(Dataset excerpts)
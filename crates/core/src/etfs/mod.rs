//! ETFs module - domain models and repository trait.

mod etfs_model;
mod etfs_traits;


pub use etfs_model::{Etf, EtfQuoteUpdate, EtfRanking, NewEtf, ReturnPeriod, TopHolding};
pub use etfs_traits::EtfRepositoryTrait;
use async_trait::async_trait;
use chrono::NaiveDate;
use diesel::prelude::*;
use diesel::r2d2::{self, Pool};
use diesel::SqliteConnection;
use std::sync::Arc;

use etf_tracker_core::dividends::{
    Dividend, DividendCalendarItem, DividendRepositoryTrait, NewDividend,
};
use etf_tracker_core::Result;

use super::model::{calendar_item, CalendarRow, DividendDB, NewDividendDB};
use crate::db::{get_connection, WriteHandle};
use crate::errors::StorageError;
use crate::schema::{dividends, etfs};

pub struct DividendRepository {
    pool: Arc<Pool<r2d2::ConnectionManager<SqliteConnection>>>,
    writer: WriteHandle,
}

impl DividendRepository {
    pub fn new(
        pool: Arc<Pool<r2d2::ConnectionManager<SqliteConnection>>>,
        writer: WriteHandle,
    ) -> Self {
        DividendRepository { pool, writer }
    }
}

pub(crate) fn insert_dividend(
    conn: &mut SqliteConnection,
    new_dividend: NewDividend,
) -> Result<DividendDB> {
    let row: NewDividendDB = new_dividend.into();
    Ok(diesel::insert_into(dividends::table)
        .values(&row)
        .returning(DividendDB::as_returning())
        .get_result(conn)
        .map_err(StorageError::from)?)
}

#[async_trait]
impl DividendRepositoryTrait for DividendRepository {
    async fn create(&self, new_dividend: NewDividend) -> Result<Dividend> {
        self.writer
            .exec(move |conn: &mut SqliteConnection| -> Result<Dividend> {
                Ok(Dividend::from(insert_dividend(conn, new_dividend)?))
            })
            .await
    }

    fn list_for_etf(&self, etf_id: i32) -> Result<Vec<Dividend>> {
        let mut conn = get_connection(&self.pool)?;
        let rows = dividends::table
            .filter(dividends::etf_id.eq(etf_id))
            .select(DividendDB::as_select())
            .order((dividends::ex_dividend_date.asc(), dividends::id.asc()))
            .load::<DividendDB>(&mut conn)
            .map_err(StorageError::from)?;
        Ok(rows.into_iter().map(Dividend::from).collect())
    }

    fn list_calendar(&self, from: NaiveDate, to: NaiveDate) -> Result<Vec<DividendCalendarItem>> {
        let mut conn = get_connection(&self.pool)?;
        let rows = dividends::table
            .inner_join(etfs::table)
            .filter(dividends::ex_dividend_date.ge(from))
            .filter(dividends::ex_dividend_date.le(to))
            .select((
                DividendDB::as_select(),
                etfs::ticker,
                etfs::name,
                etfs::dividend_yield,
            ))
            .order((dividends::ex_dividend_date.asc(), dividends::id.asc()))
            .load::<CalendarRow>(&mut conn)
            .map_err(StorageError::from)?;
        Ok(rows.into_iter().map(calendar_item).collect())
    }
}
//! Storage-specific error types for SQLite operations.
//!
//! This module provides error types that wrap Diesel-specific errors and convert
//! them to the database-agnostic error types defined in `etf_tracker_core`.

use diesel::result::{DatabaseErrorKind, Error as DieselError};
use etf_tracker_core::errors::{DatabaseError, Error};
use thiserror::Error;

/// Storage-specific errors that wrap Diesel and r2d2 types.
///
/// These errors are internal to the storage layer and are converted to
/// `etf_tracker_core::Error` before being returned to callers.
#[derive(Error, Debug)]
pub enum StorageError {
    #[error("Database connection failed: {0}")]
    ConnectionFailed(#[from] diesel::ConnectionError),

    #[error("Connection pool error: {0}")]
    PoolError(#[from] r2d2::Error),

    #[error("Query execution failed: {0}")]
    QueryFailed(#[from] DieselError),

    #[error("Migration failed: {0}")]
    MigrationFailed(String),

    #[error("Serialization error: {0}")]
    SerializationError(#[from] serde_json::Error),

    #[error("Filesystem error: {0}")]
    Io(#[from] std::io::Error),

    /// A core error raised inside a writer job; passed through untouched.
    #[error(transparent)]
    Core(Error),
}

impl From<Error> for StorageError {
    fn from(err: Error) -> Self {
        StorageError::Core(err)
    }
}

impl From<StorageError> for Error {
    fn from(err: StorageError) -> Self {
        match err {
            StorageError::ConnectionFailed(e) => {
                Error::Database(DatabaseError::ConnectionFailed(e.to_string()))
            }
            StorageError::PoolError(e) => {
                Error::Database(DatabaseError::PoolCreationFailed(e.to_string()))
            }
            StorageError::QueryFailed(DieselError::NotFound) => {
                Error::Database(DatabaseError::NotFound("Record not found".to_string()))
            }
            StorageError::QueryFailed(DieselError::DatabaseError(
                DatabaseErrorKind::UniqueViolation,
                info,
            )) => Error::Database(DatabaseError::UniqueViolation(info.message().to_string())),
            StorageError::QueryFailed(DieselError::DatabaseError(
                DatabaseErrorKind::ForeignKeyViolation,
                info,
            )) => Error::Database(DatabaseError::ForeignKeyViolation(
                info.message().to_string(),
            )),
            StorageError::QueryFailed(e) => {
                Error::Database(DatabaseError::QueryFailed(e.to_string()))
            }
            StorageError::MigrationFailed(e) => Error::Database(DatabaseError::MigrationFailed(e)),
            StorageError::SerializationError(e) => {
                Error::Database(DatabaseError::Internal(e.to_string()))
            }
            StorageError::Io(e) => Error::Database(DatabaseError::Internal(e.to_string())),
            StorageError::Core(e) => e,
        }
    }
}
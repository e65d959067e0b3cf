use async_trait::async_trait;
use diesel::prelude::*;
use diesel::r2d2::{self, Pool};
use diesel::SqliteConnection;
use std::sync::Arc;

use etf_tracker_core::portfolios::{
    NewPortfolio, Portfolio, PortfolioRepositoryTrait, PortfolioWithEtf,
};
use etf_tracker_core::Result;

use super::model::{portfolio_with_etf, NewPortfolioDB, PortfolioDB, PortfolioWithEtfRow};
use crate::db::{get_connection, WriteHandle};
use crate::errors::StorageError;
use crate::schema::{etfs, portfolios};

pub struct PortfolioRepository {
    pool: Arc<Pool<r2d2::ConnectionManager<SqliteConnection>>>,
    writer: WriteHandle,
}

impl PortfolioRepository {
    pub fn new(
        pool: Arc<Pool<r2d2::ConnectionManager<SqliteConnection>>>,
        writer: WriteHandle,
    ) -> Self {
        PortfolioRepository { pool, writer }
    }
}

pub(crate) fn insert_portfolio(
    conn: &mut SqliteConnection,
    new_holding: NewPortfolio,
) -> Result<PortfolioDB> {
    let row: NewPortfolioDB = new_holding.into();
    Ok(diesel::insert_into(portfolios::table)
        .values(&row)
        .returning(PortfolioDB::as_returning())
        .get_result(conn)
        .map_err(StorageError::from)?)
}

#[async_trait]
impl PortfolioRepositoryTrait for PortfolioRepository {
    async fn create(&self, new_holding: NewPortfolio) -> Result<Portfolio> {
        self.writer
            .exec(move |conn: &mut SqliteConnection| -> Result<Portfolio> {
                Ok(Portfolio::from(insert_portfolio(conn, new_holding)?))
            })
            .await
    }

    async fn delete(&self, holding_id: i32) -> Result<usize> {
        self.writer
            .exec(move |conn: &mut SqliteConnection| -> Result<usize> {
                Ok(diesel::delete(portfolios::table.find(holding_id))
                    .execute(conn)
                    .map_err(StorageError::from)?)
            })
            .await
    }

    fn list(&self) -> Result<Vec<Portfolio>> {
        let mut conn = get_connection(&self.pool)?;
        let holdings = portfolios::table
            .select(PortfolioDB::as_select())
            .order(portfolios::id.asc())
            .load::<PortfolioDB>(&mut conn)
            .map_err(StorageError::from)?;
        Ok(holdings.into_iter().map(Portfolio::from).collect())
    }

    fn list_with_etf(&self) -> Result<Vec<PortfolioWithEtf>> {
        let mut conn = get_connection(&self.pool)?;
        let rows = portfolios::table
            .inner_join(etfs::table)
            .select((
                PortfolioDB::as_select(),
                etfs::ticker,
                etfs::name,
                etfs::current_price,
                etfs::dividend_yield,
            ))
            .order(portfolios::id.asc())
            .load::<PortfolioWithEtfRow>(&mut conn)
            .map_err(StorageError::from)?;
        Ok(rows.into_iter().map(portfolio_with_etf).collect())
    }
}
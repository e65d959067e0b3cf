//! Dividend event models.

use chrono::NaiveDate;
use serde::{Deserialize, Serialize};
use std::fmt;

pub const FREQUENCY_MONTHLY: &str = "monthly";
pub const FREQUENCY_QUARTERLY: &str = "quarterly";
pub const FREQUENCY_SEMI_ANNUAL: &str = "semi_annual";
pub const FREQUENCY_ANNUAL: &str = "annual";

/// Payment cadence of a dividend.
///
/// Values outside the known set are kept verbatim in `Other` so rows written
/// by other tools survive a read/write cycle.
#[derive(Debug, Clone, PartialEq, Eq, Hash, Serialize, Deserialize)]
#[serde(from = "String", into = "String")]
pub enum DividendFrequency {
    Monthly,
    Quarterly,
    SemiAnnual,
    Annual,
    Other(String),
}

impl DividendFrequency {
    pub fn as_str(&self) -> &str {
        match self {
            DividendFrequency::Monthly => FREQUENCY_MONTHLY,
            DividendFrequency::Quarterly => FREQUENCY_QUARTERLY,
            DividendFrequency::SemiAnnual => FREQUENCY_SEMI_ANNUAL,
            DividendFrequency::Annual => FREQUENCY_ANNUAL,
            DividendFrequency::Other(value) => value,
        }
    }
}

impl From<String> for DividendFrequency {
    fn from(value: String) -> Self {
        match value.as_str() {
            FREQUENCY_MONTHLY => DividendFrequency::Monthly,
            FREQUENCY_QUARTERLY => DividendFrequency::Quarterly,
            FREQUENCY_SEMI_ANNUAL => DividendFrequency::SemiAnnual,
            FREQUENCY_ANNUAL => DividendFrequency::Annual,
            _ => DividendFrequency::Other(value),
        }
    }
}

impl From<DividendFrequency> for String {
    fn from(value: DividendFrequency) -> Self {
        match value {
            DividendFrequency::Other(raw) => raw,
            known => known.as_str().to_string(),
        }
    }
}

impl fmt::Display for DividendFrequency {
    fn fmt(&self, f: &mut fmt::Formatter<'_>) -> fmt::Result {
        f.write_str(self.as_str())
    }
}

/// A scheduled or historical dividend event for one ETF.
#[derive(Debug, Clone, Serialize, Deserialize, PartialEq)]
pub struct Dividend {
    pub id: i32,
    pub etf_id: i32,
    pub ex_dividend_date: NaiveDate,
    pub payment_date: NaiveDate,
    pub dividend_per_share: f64,
    pub frequency: DividendFrequency,
}

/// Input model for recording a dividend event.
#[derive(Debug, Clone, Serialize, Deserialize, PartialEq)]
pub struct NewDividend {
    pub etf_id: i32,
    pub ex_dividend_date: NaiveDate,
    pub payment_date: NaiveDate,
    pub dividend_per_share: f64,
    pub frequency: DividendFrequency,
}

/// Dividend event joined with its ETF, as shown on a dividend calendar.
#[derive(Debug, Clone, Serialize, Deserialize, PartialEq)]
pub struct DividendCalendarItem {
    pub id: i32,
    pub ticker: String,
    pub name: String,
    pub ex_dividend_date: NaiveDate,
    pub payment_date: NaiveDate,
    pub dividend_per_share: f64,
    pub frequency: DividendFrequency,
    pub dividend_yield: Option<f64>,
}
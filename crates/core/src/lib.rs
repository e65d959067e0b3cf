//! ETF Tracker Core - domain entities, seed derivation, and storage traits.
//!
//! This crate is database-agnostic. It defines the ETF, portfolio and
//! dividend models together with repository traits that are implemented by
//! the `storage-sqlite` crate.

pub mod dividends;
pub mod errors;
pub mod etfs;
pub mod portfolios;
pub mod seed;

// Re-export error types
pub use errors::Error;
pub use errors::Result;
use super::DbPool;
use crate::errors::StorageError;
use diesel::SqliteConnection;
use etf_tracker_core::errors::{DatabaseError, Error, Result};
use std::any::Any;
use tokio::sync::{mpsc, oneshot};

type BoxedValue = Box<dyn Any + Send + 'static>;

// Job executed on the writer's connection. The return value is type-erased so
// one channel can carry jobs of any result type.
type Job = Box<dyn FnOnce(&mut SqliteConnection) -> Result<BoxedValue> + Send + 'static>;

type Envelope = (Job, oneshot::Sender<Result<BoxedValue>>);

const WRITER_QUEUE_DEPTH: usize = 256;

/// Handle for sending jobs to the writer actor.
#[derive(Clone)]
pub struct WriteHandle {
    tx: mpsc::Sender<Envelope>,
}

impl WriteHandle {
    /// Runs `job` on the writer's dedicated connection inside an immediate
    /// transaction. An `Err` from the job rolls the whole transaction back.
    pub async fn exec<F, T>(&self, job: F) -> Result<T>
    where
        F: FnOnce(&mut SqliteConnection) -> Result<T> + Send + 'static,
        T: Send + 'static,
    {
        let (ret_tx, ret_rx) = oneshot::channel();

        self.tx
            .send((
                Box::new(move |c| job(c).map(|v| Box::new(v) as BoxedValue)),
                ret_tx,
            ))
            .await
            .map_err(|_| writer_stopped())?;

        let boxed = ret_rx.await.map_err(|_| writer_stopped())??;
        boxed.downcast::<T>().map(|v| *v).map_err(|_| {
            Error::Database(DatabaseError::Internal(
                "Writer returned a value of an unexpected type".to_string(),
            ))
        })
    }
}

fn writer_stopped() -> Error {
    Error::Database(DatabaseError::Internal(
        "Database writer is no longer running".to_string(),
    ))
}

/// Spawns a background Tokio task that acts as the single writer to the
/// database.
///
/// The writer's connection is taken from the pool before the task starts, so
/// an exhausted or misconfigured pool is reported here rather than on the
/// first write. The task stops once every `WriteHandle` has been dropped.
pub fn spawn_writer(pool: DbPool) -> Result<WriteHandle> {
    let mut conn = pool.get().map_err(StorageError::from)?;
    let (tx, mut rx) = mpsc::channel::<Envelope>(WRITER_QUEUE_DEPTH);

    tokio::spawn(async move {
        while let Some((job, reply_tx)) = rx.recv().await {
            let result: Result<BoxedValue> = conn
                .immediate_transaction::<_, StorageError, _>(|c| job(c).map_err(StorageError::from))
                .map_err(Error::from);

            // Receiver may have gone away (caller cancelled); nothing to do then.
            let _ = reply_tx.send(result);
        }
        log::debug!("Database writer stopped");
    });

    Ok(WriteHandle { tx })
}
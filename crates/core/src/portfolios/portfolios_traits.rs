use async_trait::async_trait;

use super::portfolios_model::{NewPortfolio, Portfolio, PortfolioWithEtf};
use crate::errors::Result;

/// Trait for portfolio holding repository operations.
#[async_trait]
pub trait PortfolioRepositoryTrait: Send + Sync {
    /// Records a holding. The referenced ETF must already exist.
    async fn create(&self, new_holding: NewPortfolio) -> Result<Portfolio>;

    /// Removes a closed position. Returns the number of deleted records.
    async fn delete(&self, holding_id: i32) -> Result<usize>;

    fn list(&self) -> Result<Vec<Portfolio>>;

    fn list_with_etf(&self) -> Result<Vec<PortfolioWithEtf>>;
}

**What needs to be done:** Scan the records above for the lines holding "use std::fmt;" and "so rows written". Transcribe those two and every line between them word for word, and no others.

**Solution for this task:**
use std::fmt;

pub const FREQUENCY_MONTHLY: &str = "monthly";
pub const FREQUENCY_QUARTERLY: &str = "quarterly";
pub const FREQUENCY_SEMI_ANNUAL: &str = "semi_annual";
pub const FREQUENCY_ANNUAL: &str = "annual";

/// Payment cadence of a dividend.
///
/// Values outside the known set are kept verbatim in `Other` so rows written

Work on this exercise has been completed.